Written in multiple scripts ‒Roman, Nagari, Kannada, Persian-Arabic and Malayalam‒ the Kokani language today finds itself at the centre of a debate where arguments are being proposed to establish the primacy of one script over the others. The script controversy in Konkani is deeply enmeshed with issues of belonging, dignity, access to resources and the idea of nation that one wishes to cherish.

Konkani is a unique language. It is probably the only language in India which is written in five scripts Roman, Nagari, Kannada, Persian-Arabic and Malayalam– with credible oral and written literature in each of them. The phenomenon of several languages embracing a common script is better known in India. The Nagari script, for instance, is employed for Sanskrit, Hindi, and Marathi, and now increasingly for adivasi languages across India. The script issue which was lying low in the assertions of the fledgling Konkani public sphere has erupted in its full fury in recent years, as different Konkani script communities are mounting their respective claims for pre-eminence. Many advantages are suggested to back these claims: Those who argue for the Roman script point out the advantage that it holds in store for the children of increasingly diasporic Konkani communities who would inevitably be exposed to education in English invariably in the Roman script. It would be easy, so the argument goes, to persuade them to learn Konkani, since these children do not have to learn a new script afresh to access the language. The advocates of the Nagari script point out the easy access it can facilitate to many Indian languages  with their rich resources, including Sanskrit. Those who pitch for Nagari overtly suggest that national integration would be served better through the option they recommend. Those who deny Nagari such a privilege think that the relation between languages and script on one hand and the nation on the other is much more complex. Apart from these weighty considerations, for many a writer in Konkani, script is an issue of priority, since most of the awards and recognitions today, particularly those conferred by Central Sahitya Academy, invariably require that the concerned writings are made available in the Nagari script. Some of them feel that such a demand is not merely unfair, but it challenges their very sense of belonging expressed through a script native to them. In other words, the script controversy in Konkani is deeply enmeshed with issues of belonging, dignity, access to resources and the idea of nation that one wishes to cherish.
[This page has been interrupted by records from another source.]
//! Indoor tasks: rest, meals, maintenance, repair, manufacturing.

// Handlers share the `PhaseHandler` signature even when they cannot fail.
#![allow(clippy::unnecessary_wraps)]

use super::{PhaseCtx, Reservation, TaskError, TaskKind, TaskPlan};
use crate::malfunction::{self, Malfunctionable};
use crate::{AgentId, BuildingKind, ContainerId, Event, GameContent, GameState, ResourceAmount};

pub(super) fn prepare_personal(
    state: &GameState,
    content: &GameContent,
    agent_id: &AgentId,
    kind: &TaskKind,
) -> Option<TaskPlan> {
    let agent = state.agents.get(agent_id)?;
    let c = &content.constants;
    match kind {
        TaskKind::Relax => Some(TaskPlan::new(c.relax_millisols)),
        TaskKind::Sleep => agent.is_person().then(|| TaskPlan::new(c.sleep_millisols)),
        TaskKind::EatMeal => {
            let container = agent.placement.container()?;
            let has_food =
                state.ledger.stored(&container, &c.food_resource) + 1e-9 >= c.food_per_meal_kg;
            (agent.is_person() && has_food).then(|| TaskPlan::new(c.meal_millisols))
        }
        _ => None,
    }
}

pub(super) fn prepare_work(
    state: &GameState,
    content: &GameContent,
    agent_id: &AgentId,
    kind: &TaskKind,
) -> Option<TaskPlan> {
    let agent = state.agents.get(agent_id)?;
    let settlement = agent.settlement()?;
    let stores = ContainerId::from(settlement);
    match kind {
        TaskKind::Maintenance { target } => {
            if !target_at(state, target, settlement) || !slot_free(state, target) {
                return None;
            }
            let manager = malfunction::manager(state, target)?;
            if manager.time_since_maintenance <= 0.0
                || !state.ledger.has_all(&stores, &manager.maintenance_parts)
            {
                return None;
            }
            let mut plan = TaskPlan::new(content.constants.maintenance_work_millisols);
            plan.reservations.push(Reservation::Maintenance(target.clone()));
            Some(plan)
        }
        TaskKind::RepairMalfunction { target, malfunction } => {
            if !target_at(state, target, settlement) || !slot_free(state, target) {
                return None;
            }
            let fault = malfunction::manager(state, target)?
                .active
                .iter()
                .find(|m| m.id == *malfunction)?;
            if !state.ledger.has_all(&stores, &fault.repair_parts) {
                return None;
            }
            let mut plan = TaskPlan::new(fault.repair_work_required - fault.repair_work_done);
            plan.reservations.push(Reservation::Maintenance(target.clone()));
            Some(plan)
        }
        TaskKind::Manufacture { building, process } => {
            let workshop = state.buildings.get(building)?;
            let def = content.process(process);
            let usable = workshop.kind == BuildingKind::Workshop
                && &workshop.settlement == settlement
                && workshop.active_process.is_none()
                && workshop.maintenance.is_none()
                && !workshop.malfunctions.has_malfunction()
                && state.ledger.has_all(&stores, &def.inputs);
            if !usable {
                return None;
            }
            let mut plan = TaskPlan::new(def.work_millisols);
            plan.reservations.push(Reservation::Workshop {
                building: building.clone(),
                process: process.clone(),
            });
            Some(plan)
        }
        _ => None,
    }
}

/// The target is a building of, a vehicle parked at, or a suit stored in the
/// settlement.
pub(crate) fn target_at(
    state: &GameState,
    target: &Malfunctionable,
    settlement: &crate::SettlementId,
) -> bool {
    match target {
        Malfunctionable::Building(id) => state
            .buildings
            .get(id)
            .is_some_and(|b| &b.settlement == settlement),
        Malfunctionable::Vehicle(id) => state.vehicles.get(id).is_some_and(|v| {
            v.parked_at.as_ref() == Some(settlement) && v.reserved_by.is_none()
        }),
        Malfunctionable::Suit(id) => state
            .ledger
            .equipment(id)
            .is_some_and(|e| e.container == ContainerId::from(settlement)),
    }
}

fn slot_free(state: &GameState, target: &Malfunctionable) -> bool {
    malfunction::maintenance_slot(state, target).is_some_and(Option::is_none)
}

/// Ledger container of the settlement the agent is in.
fn agent_stores(ctx: &PhaseCtx<'_>) -> Option<ContainerId> {
    ctx.agent().and_then(|a| a.placement.container())
}

// ---------------------------------------------------------------------------
// Phase handlers
// ---------------------------------------------------------------------------

pub(super) fn relaxing(ctx: &mut PhaseCtx<'_>, available: f64) -> Result<f64, TaskError> {
    let duration = ctx.task.work_required;
    let used = ctx.spend(available, duration);
    let relief = ctx.constants().relax_stress_relief_per_millisol * used;
    if let Some(condition) = ctx.agent_mut().and_then(|a| a.condition.as_mut()) {
        condition.stress = (condition.stress - relief).max(0.0);
    }
    if ctx.phase_elapsed(duration) {
        ctx.finish(true);
    }
    Ok(available - used)
}

pub(super) fn sleeping(ctx: &mut PhaseCtx<'_>, available: f64) -> Result<f64, TaskError> {
    let duration = ctx.task.work_required;
    let used = ctx.spend(available, duration);
    let relief = ctx.constants().sleep_fatigue_relief_per_millisol * used;
    let mut rested = false;
    if let Some(condition) = ctx.agent_mut().and_then(|a| a.condition.as_mut()) {
        condition.fatigue = (condition.fatigue - relief).max(0.0);
        rested = condition.fatigue <= 0.0;
    }
    if rested || ctx.phase_elapsed(duration) {
        ctx.finish(true);
    }
    Ok(available - used)
}

pub(super) fn eating(ctx: &mut PhaseCtx<'_>, available: f64) -> Result<f64, TaskError> {
    if !ctx.task.started {
        let food = ctx.constants().food_resource.clone();
        let portion = ctx.constants().food_per_meal_kg;
        let drawn = agent_stores(ctx)
            .is_some_and(|stores| ctx.state.ledger.retrieve(&stores, &food, portion).is_ok());
        if !drawn {
            // The pantry emptied since the meal was chosen.
            ctx.finish(false);
            return Ok(available);
        }
        ctx.task.started = true;
    }
    let duration = ctx.task.work_required;
    let used = ctx.spend(available, duration);
    let relief = if duration > 0.0 {
        ctx.constants().meal_hunger_relief * used / duration
    } else {
        ctx.constants().meal_hunger_relief
    };
    if let Some(condition) = ctx.agent_mut().and_then(|a| a.condition.as_mut()) {
        condition.hunger = (condition.hunger - relief).max(0.0);
    }
    if ctx.phase_elapsed(duration) {
        ctx.finish(true);
    }
    Ok(available - used)
}

/// Draws `parts` once per task. Returns false (and ends the task) if short.
fn draw_parts(ctx: &mut PhaseCtx<'_>, parts: &[ResourceAmount]) -> bool {
    if ctx.task.started {
        return true;
    }
    let drawn = agent_stores(ctx)
        .is_some_and(|stores| ctx.state.ledger.retrieve_all(&stores, parts).is_ok());
    if drawn {
        ctx.task.started = true;
    } else {
        ctx.finish(false);
    }
    drawn
}

pub(super) fn maintaining(ctx: &mut PhaseCtx<'_>, available: f64) -> Result<f64, TaskError> {
    let TaskKind::Maintenance { target } = ctx.task.kind.clone() else {
        return Ok(available);
    };
    let parts = malfunction::manager(ctx.state, &target)
        .map(|m| m.maintenance_parts.clone())
        .unwrap_or_default();
    if !draw_parts(ctx, &parts) {
        return Ok(available);
    }
    let used = ctx.work(available, 1.0);
    if ctx.check_for_accident(used, Some(&target)) {
        ctx.finish(false);
        return Ok(available - used);
    }
    if ctx.task.work_complete() {
        if let Some(manager) = malfunction::manager_mut(ctx.state, &target) {
            manager.complete_maintenance();
        }
        let event = Event::MaintenanceCompleted {
            entity: target,
            agent_id: ctx.agent_id.clone(),
        };
        ctx.emit(event);
        ctx.finish(true);
    }
    Ok(available - used)
}

pub(super) fn repairing(ctx: &mut PhaseCtx<'_>, available: f64) -> Result<f64, TaskError> {
    let TaskKind::RepairMalfunction {
        target,
        malfunction: fault_id,
    } = ctx.task.kind.clone()
    else {
        return Ok(available);
    };
    let Some(parts) = malfunction::manager(ctx.state, &target)
        .and_then(|m| m.active.iter().find(|f| f.id == fault_id))
        .map(|f| f.repair_parts.clone())
    else {
        // Someone else fixed it.
        ctx.finish(false);
        return Ok(available);
    };
    if !draw_parts(ctx, &parts) {
        return Ok(available);
    }
    let before = ctx.task.work_done;
    let used = ctx.work(available, 1.0);
    let progress = ctx.task.work_done - before;
    if let Some(fault) =
        malfunction::manager_mut(ctx.state, &target).and_then(|m| m.malfunction_mut(fault_id))
    {
        fault.repair_work_done += progress;
    }
    if ctx.task.work_complete() {
        let cleared = malfunction::manager_mut(ctx.state, &target)
            .and_then(|m| m.clear_malfunction(fault_id));
        if let Some(fault) = cleared {
            let event = Event::MalfunctionRepaired {
                entity: target,
                malfunction: fault.def_id,
                agent_id: ctx.agent_id.clone(),
            };
            ctx.emit(event);
        }
        ctx.finish(true);
    }
    Ok(available - used)
}

pub(super) fn manufacturing(ctx: &mut PhaseCtx<'_>, available: f64) -> Result<f64, TaskError> {
    let TaskKind::Manufacture { building, process } = ctx.task.kind.clone() else {
        return Ok(available);
    };
    let content = ctx.content;
    let def = content.process(&process);
    if !draw_parts(ctx, &def.inputs) {
        return Ok(available);
    }
    let target = Malfunctionable::Building(building.clone());
    let equipment = ctx
        .state
        .buildings
        .get(&building)
        .map_or(0.0, |b| b.malfunctions.efficiency(ctx.constants()));
    let used = ctx.work(available, equipment);
    if ctx.check_for_accident(used, Some(&target)) {
        ctx.finish(false);
        return Ok(available - used);
    }
    if ctx.task.work_complete() {
        let Some(stores) = agent_stores(ctx) else {
            ctx.finish(false);
            return Ok(available - used);
        };
        for output in &def.outputs {
            let stored = ctx.state.ledger.store(&stores, &output.resource, output.kg);
            if stored + 1e-9 < output.kg {
                ctx.emit(Event::ResourceOverflow {
                    container: stores.clone(),
                    resource: output.resource.clone(),
                    lost_kg: output.kg - stored,
                });
            }
        }
        ctx.emit(Event::ProcessCompleted {
            building_id: building,
            process_id: process,
        });
        ctx.finish(true);
    }
    Ok(available - used)
}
Some of us came together in a seminar on “Scripts and Languages of Modern India with Special Reference to Konkani” organised by Jagotik Konkani SonghottonWorld Konkani Organisation (JKS), at Kalaangann, Mangalore, on March 10 and 11, 2012, to discuss  some of these questions. The participants present were linguist Anvita Abbi, litterateur Alok Rai, political scientist Asha Sarangi, linguist and writer Prathapananda Naik and several Konkani literary figures and activists, including Tomazinho Cardozo, the president of JKS and Eric Ozario, its general secretary.  The paper of the Konkani specialist, and an ardent advocate of the Nagari script,  Madhavi Sardesai  was read out in absentia. The arguments and conclusions presented in this note are shaped by the deliberations of this seminar.